ForVic · Mridul Muralidharan · commit 04a40ab8680e · 2025-09-12T10:37:29.000-05:00
### What changes were proposed in this pull request? Add a config `spark.driver.metrics.pollingInterval`, and schedule driver polling interval / heartbeat at that schedule. ### Why are the changes needed? Decouple driver and executor heartbeat intervals. Due to sampling frequencies in memory metric reporting intervals we do not have a 100% accurate view of stats at drivers and executors. This is particularly observed at the driver, where we don't have the benefit of a larger sample size of metrics from N executors in application. Here we can provide a way increase (or change in general) the rate of collection of metrics at the driver, to aid in overcoming the sampling problem, without requiring users to also increase executor heartbeat frequencies. ### Does this PR introduce _any_ user-facing change? Yes, introduces a spark config ### How was this patch tested? Verified that metric collection was improved when sampling rates were increased, and verified that the number of events were expected when rate was changed. Methodology for validating that increased driver heartbeat intervals would improve memory collection: 1. Using a 6gb driver heap, wrote a job to broadcast a table, gradually increasing the size of the table until OOM. 2. Increased driver memory to 10gb, large enough for the same broadcast to succeed. 3. Repeated this job and tracked the peak memory usage that was written to event log. 4. After repeated experiments, witnessed that the median peak heap typical usage was tracked at <=5GiB. 5. Added my change, and decreased the heartbeat interval. 6. Re-ran same jobs with 10gb heap, and saw that the typical peak memory usage tracked was ~8GiB, more accurately reflecting the increased memory needs. ### Was this patch authored or co-authored using generative AI tooling? No Closes #51885 from ForVic/vsunderl/driver_polling_interval. Authored-by: ForVic <vsunderland@linkedin.com> Signed-off-by: Mridul Muralidharan <mridul<at>gmail.com>
diff --git a/core/src/main/scala/org/apache/spark/SparkContext.scala b/core/src/main/scala/org/apache/spark/SparkContext.scala
@@ -614,7 +614,7 @@ class SparkContext(config: SparkConf) extends Logging {
     _heartbeater = new Heartbeater(
       () => SparkContext.this.reportHeartBeat(_executorMetricsSource),
       "driver-heartbeater",
-      conf.get(EXECUTOR_HEARTBEAT_INTERVAL))

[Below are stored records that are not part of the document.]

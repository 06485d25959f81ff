//! HTTP transport — `CoinGeckoHttp`, the REST implementation of
//! [`MarketDataSource`](crate::source::MarketDataSource).

pub mod client;

pub use client::CoinGeckoHttp;
//! Domain modules organized as vertical slices.
//!
//! Each sub-module contains some of:
//! - `mod.rs` — Rich domain types (validated, chart-ready)
//! - `wire.rs` — Raw serde structs matching API responses, plus query types
//! - `convert.rs` / `transform.rs` — Wire → domain conversions
//! - `state.rs` — State containers with transition methods
//! - `client.rs` — Sub-client with fetch methods

pub mod dashboard;
pub mod market;
pub mod price_history;
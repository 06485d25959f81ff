//! Low-level HTTP client — `CoinGeckoHttp`.
//!
//! One method per API endpoint. Returns wire types (conversion to domain types
//! happens in the sub-clients). No retries and, unless configured, no request
//! timeout: a stalled upstream stalls the call until it settles.

use crate::domain::market::wire::{AssetResponse, MarketsQuery};
use crate::domain::price_history::wire::{MarketChartQuery, MarketChartResponse};
use crate::error::HttpError;
use crate::source::MarketDataSource;

use async_trait::async_trait;
use reqwest::Client;
use serde::de::DeserializeOwned;
use std::time::Duration;

/// Low-level HTTP client for the CoinGecko REST API.
#[derive(Debug, Clone)]
pub struct CoinGeckoHttp {
    base_url: String,
    client: Client,
}

impl CoinGeckoHttp {
    pub fn new(base_url: &str) -> Result<Self, HttpError> {
        Self::with_timeout(base_url, None)
    }

    /// `timeout` is ignored on wasm32, where the browser owns request lifetimes.
    pub fn with_timeout(base_url: &str, timeout: Option<Duration>) -> Result<Self, HttpError> {
        #[allow(unused_mut)]
        let mut builder = Client::builder();
        #[cfg(not(target_arch = "wasm32"))]
        {
            if let Some(t) = timeout {
                builder = builder.timeout(t);
            }
            builder = builder.pool_max_idle_per_host(10);
        }
        #[cfg(target_arch = "wasm32")]
        let _ = timeout;

        Ok(Self {
            base_url: base_url.trim_end_matches('/').to_string(),
            client: builder.build()?,
        })
    }

    pub fn base_url(&self) -> &str {
        &self.base_url
    }

    // ── Markets ──────────────────────────────────────────────────────────

    pub async fn get_markets(&self, query: &MarketsQuery) -> Result<Vec<AssetResponse>, HttpError> {
        let url = format!("{}/coins/markets?{}", self.base_url, query.to_query_string());
        self.get(&url).await
    }

    // ── Market chart ─────────────────────────────────────────────────────

    pub async fn get_market_chart(
        &self,
        query: &MarketChartQuery,
    ) -> Result<MarketChartResponse, HttpError> {
        let url = format!("{}{}", self.base_url, query.to_path());
        self.get(&url).await
    }

    // ── Internal HTTP methods ────────────────────────────────────────────

    async fn get<T: DeserializeOwned>(&self, url: &str) -> Result<T, HttpError> {
        tracing::debug!(url, "GET");

        let resp = self
            .client
            .get(url)
            .header("Accept", "application/json")
            .send()
            .await?;
        let status = resp.status();

        if status.is_success() {
            let parsed = resp.json::<T>().await?;
            return Ok(parsed);
        }

        let body_text = resp.text().await.unwrap_or_default();
        Err(HttpError::from_status(status.as_u16(), body_text))
    }
}

#[cfg_attr(not(target_arch = "wasm32"), async_trait)]
#[cfg_attr(target_arch = "wasm32", async_trait(?Send))]
impl MarketDataSource for CoinGeckoHttp {
    async fn markets(&self, query: &MarketsQuery) -> Result<Vec<AssetResponse>, HttpError> {
        self.get_markets(query).await
    }

    async fn market_chart(
        &self,
        query: &MarketChartQuery,
    ) -> Result<MarketChartResponse, HttpError> {
        self.get_market_chart(query).await
    }
}
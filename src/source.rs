//! Data source abstraction for the market data API.
//!
//! [`MarketDataSource`] is the seam between the dashboard logic and the
//! transport. The HTTP implementation lives in [`crate::http`]; tests and
//! embedders can supply their own (recorded fixtures, alternative vendors).
//!
//! # Example
//!
//! ```rust,ignore
//! use async_trait::async_trait;
//! use coinboard::domain::market::wire::{AssetResponse, MarketsQuery};
//! use coinboard::domain::price_history::wire::{MarketChartQuery, MarketChartResponse};
//! use coinboard::error::HttpError;
//! use coinboard::source::MarketDataSource;
//!
//! struct Fixture;
//!
//! #[async_trait]
//! impl MarketDataSource for Fixture {
//!     async fn markets(&self, _q: &MarketsQuery) -> Result<Vec<AssetResponse>, HttpError> {
//!         Ok(vec![])
//!     }
//!     async fn market_chart(&self, _q: &MarketChartQuery) -> Result<MarketChartResponse, HttpError> {
//!         Ok(MarketChartResponse::default())
//!     }
//! }
//! ```

use crate::domain::market::wire::{AssetResponse, MarketsQuery};
use crate::domain::price_history::wire::{MarketChartQuery, MarketChartResponse};
use crate::error::HttpError;
use async_trait::async_trait;

/// Fetches raw market data. Implementations return wire types; conversion to
/// domain types happens in the sub-clients.
#[cfg_attr(not(target_arch = "wasm32"), async_trait)]
#[cfg_attr(target_arch = "wasm32", async_trait(?Send))]
pub trait MarketDataSource: Send + Sync {
    /// One page of assets ordered as requested.
    async fn markets(&self, query: &MarketsQuery) -> Result<Vec<AssetResponse>, HttpError>;

    /// Price and volume history for one asset.
    async fn market_chart(
        &self,
        query: &MarketChartQuery,
    ) -> Result<MarketChartResponse, HttpError>;
}
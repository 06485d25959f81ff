//! Market domain — top-N asset snapshot, validation, summaries.

pub mod client;
mod convert;
pub mod summary;
pub mod wire;

use crate::shared::AssetId;
use rust_decimal::Decimal;
use serde::{Deserialize, Serialize};
use std::fmt;

pub use convert::snapshot_from_wire;
pub use summary::{market_cap_distribution, stat_cards, MarketShare, StatCard, Trend};

// ─── AssetSnapshot ───────────────────────────────────────────────────────────

/// One asset's current market data in the settlement currency.
///
/// Immutable once received; a successful fetch replaces the whole list.
#[derive(Debug, Clone, PartialEq, Serialize, Deserialize)]
pub struct AssetSnapshot {
    pub id: AssetId,
    pub symbol: String,
    pub name: String,
    pub image: String,
    pub current_price: Decimal,
    /// 24h change in percent. Absent for freshly listed assets.
    pub price_change_24h: Option<Decimal>,
    pub price_change_7d: Option<Decimal>,
    pub market_cap: Decimal,
}

impl AssetSnapshot {
    /// Selector label, e.g. `Bitcoin (BTC)`.
    pub fn option_label(&self) -> String {
        format!("{} ({})", self.name, self.symbol.to_uppercase())
    }

    pub fn trend(&self) -> Trend {
        Trend::from_change(self.price_change_24h.as_ref())
    }
}

// ─── Validation ──────────────────────────────────────────────────────────────

#[derive(Debug)]
pub enum ValidationError {
    Multiple(Vec<ValidationError>),
    MissingId,
    MissingName(String),
    MissingPrice(String),
}

impl fmt::Display for ValidationError {
    fn fmt(&self, f: &mut fmt::Formatter<'_>) -> fmt::Result {
        match self {
            ValidationError::Multiple(errors) => {
                writeln!(f, "Snapshot validation errors:")?;
                for err in errors {
                    writeln!(f, "  - {}", err)?;
                }
                Ok(())
            }
            ValidationError::MissingId => write!(f, "Missing id"),
            ValidationError::MissingName(id) => write!(f, "Missing name ({id})"),
            ValidationError::MissingPrice(id) => write!(f, "Missing current price ({id})"),
        }
    }
}

impl std::error::Error for ValidationError {}
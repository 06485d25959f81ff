//! Chart axis date labels.

use chrono::{DateTime, Datelike, Utc};

const MONTHS_ES: [&str; 12] = [
    "ene", "feb", "mar", "abr", "may", "jun", "jul", "ago", "sept", "oct", "nov", "dic",
];

/// Spanish short month/day label (`"15 ene"`), evaluated in UTC.
pub fn short_month_day(at: &DateTime<Utc>) -> String {
    format!("{} {}", at.day(), MONTHS_ES[at.month0() as usize])
}

/// Label for an epoch-millisecond timestamp. Out-of-range timestamps yield an
/// empty label.
pub fn label_from_millis(ms: i64) -> String {
    DateTime::<Utc>::from_timestamp_millis(ms)
        .map(|at| short_month_day(&at))
        .unwrap_or_default()
}

#[cfg(test)]
mod tests {
    use super::*;

    #[test]
    fn test_short_month_day() {
        // 2024-01-15T00:00:00Z
        assert_eq!(label_from_millis(1_705_276_800_000), "15 ene");
        // 2024-09-03T12:00:00Z
        assert_eq!(label_from_millis(1_725_364_800_000), "3 sept");
        // 2023-12-31T23:59:59Z
        assert_eq!(label_from_millis(1_704_067_199_000), "31 dic");
    }

    #[test]
    fn test_out_of_range_is_empty() {
        assert_eq!(label_from_millis(i64::MAX), "");
    }
}
//! Price history domain — chart-ready series for one asset.

pub mod client;
pub mod transform;
pub mod wire;

use rust_decimal::Decimal;
use serde::{Deserialize, Serialize};

pub use transform::transform;

/// A single point on the price and volume charts.
#[derive(Debug, Clone, PartialEq, Serialize, Deserialize)]
pub struct SeriesSample {
    /// Source timestamp, Unix milliseconds.
    pub time: i64,
    /// Short month/day label, e.g. `15 ene`.
    pub date: String,
    /// Price rounded to 2 fraction digits.
    pub price: Decimal,
    /// Volume in millions, rounded to 2 fraction digits.
    pub volume: Decimal,
}

/// Ordered (ascending timestamp) sequence of samples.
#[derive(Debug, Clone, Default, PartialEq, Serialize, Deserialize)]
#[serde(transparent)]
pub struct HistorySeries(Vec<SeriesSample>);

impl HistorySeries {
    pub fn new(samples: Vec<SeriesSample>) -> Self {
        Self(samples)
    }

    pub fn samples(&self) -> &[SeriesSample] {
        &self.0
    }

    pub fn iter(&self) -> std::slice::Iter<'_, SeriesSample> {
        self.0.iter()
    }

    pub fn len(&self) -> usize {
        self.0.len()
    }

    pub fn is_empty(&self) -> bool {
        self.0.is_empty()
    }

    pub fn latest(&self) -> Option<&SeriesSample> {
        self.0.last()
    }

    pub fn into_inner(self) -> Vec<SeriesSample> {
        self.0
    }
}

impl<'a> IntoIterator for &'a HistorySeries {
    type Item = &'a SeriesSample;
    type IntoIter = std::slice::Iter<'a, SeriesSample>;

    fn into_iter(self) -> Self::IntoIter {
        self.0.iter()
    }
}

+      conf.get(DRIVER_METRICS_POLLING_INTERVAL))
     _heartbeater.start()
 
     // start TaskScheduler after taskScheduler sets DAGScheduler reference in DAGScheduler's
diff --git a/core/src/main/scala/org/apache/spark/internal/config/package.scala b/core/src/main/scala/org/apache/spark/internal/config/package.scala
@@ -1201,6 +1201,14 @@ package object config {
     .checkValue(v => v >= 0, "The value should be a non-negative time value.")
     .createWithDefaultString("0min")
 
+  private[spark] val DRIVER_METRICS_POLLING_INTERVAL =
+    ConfigBuilder("spark.driver.metrics.pollingInterval")
+      .doc("How often to collect driver metrics (in milliseconds). " +
+        "If unset, the polling is done at the executor heartbeat interval. " +
+        "If set, the polling is done at this interval.")
+      .version("4.1.0")
+      .fallbackConf(EXECUTOR_HEARTBEAT_INTERVAL)
+
   private[spark] val DRIVER_BIND_ADDRESS = ConfigBuilder("spark.driver.bindAddress")
     .doc("Address where to bind network listen sockets on the driver.")
     .version("2.1.0")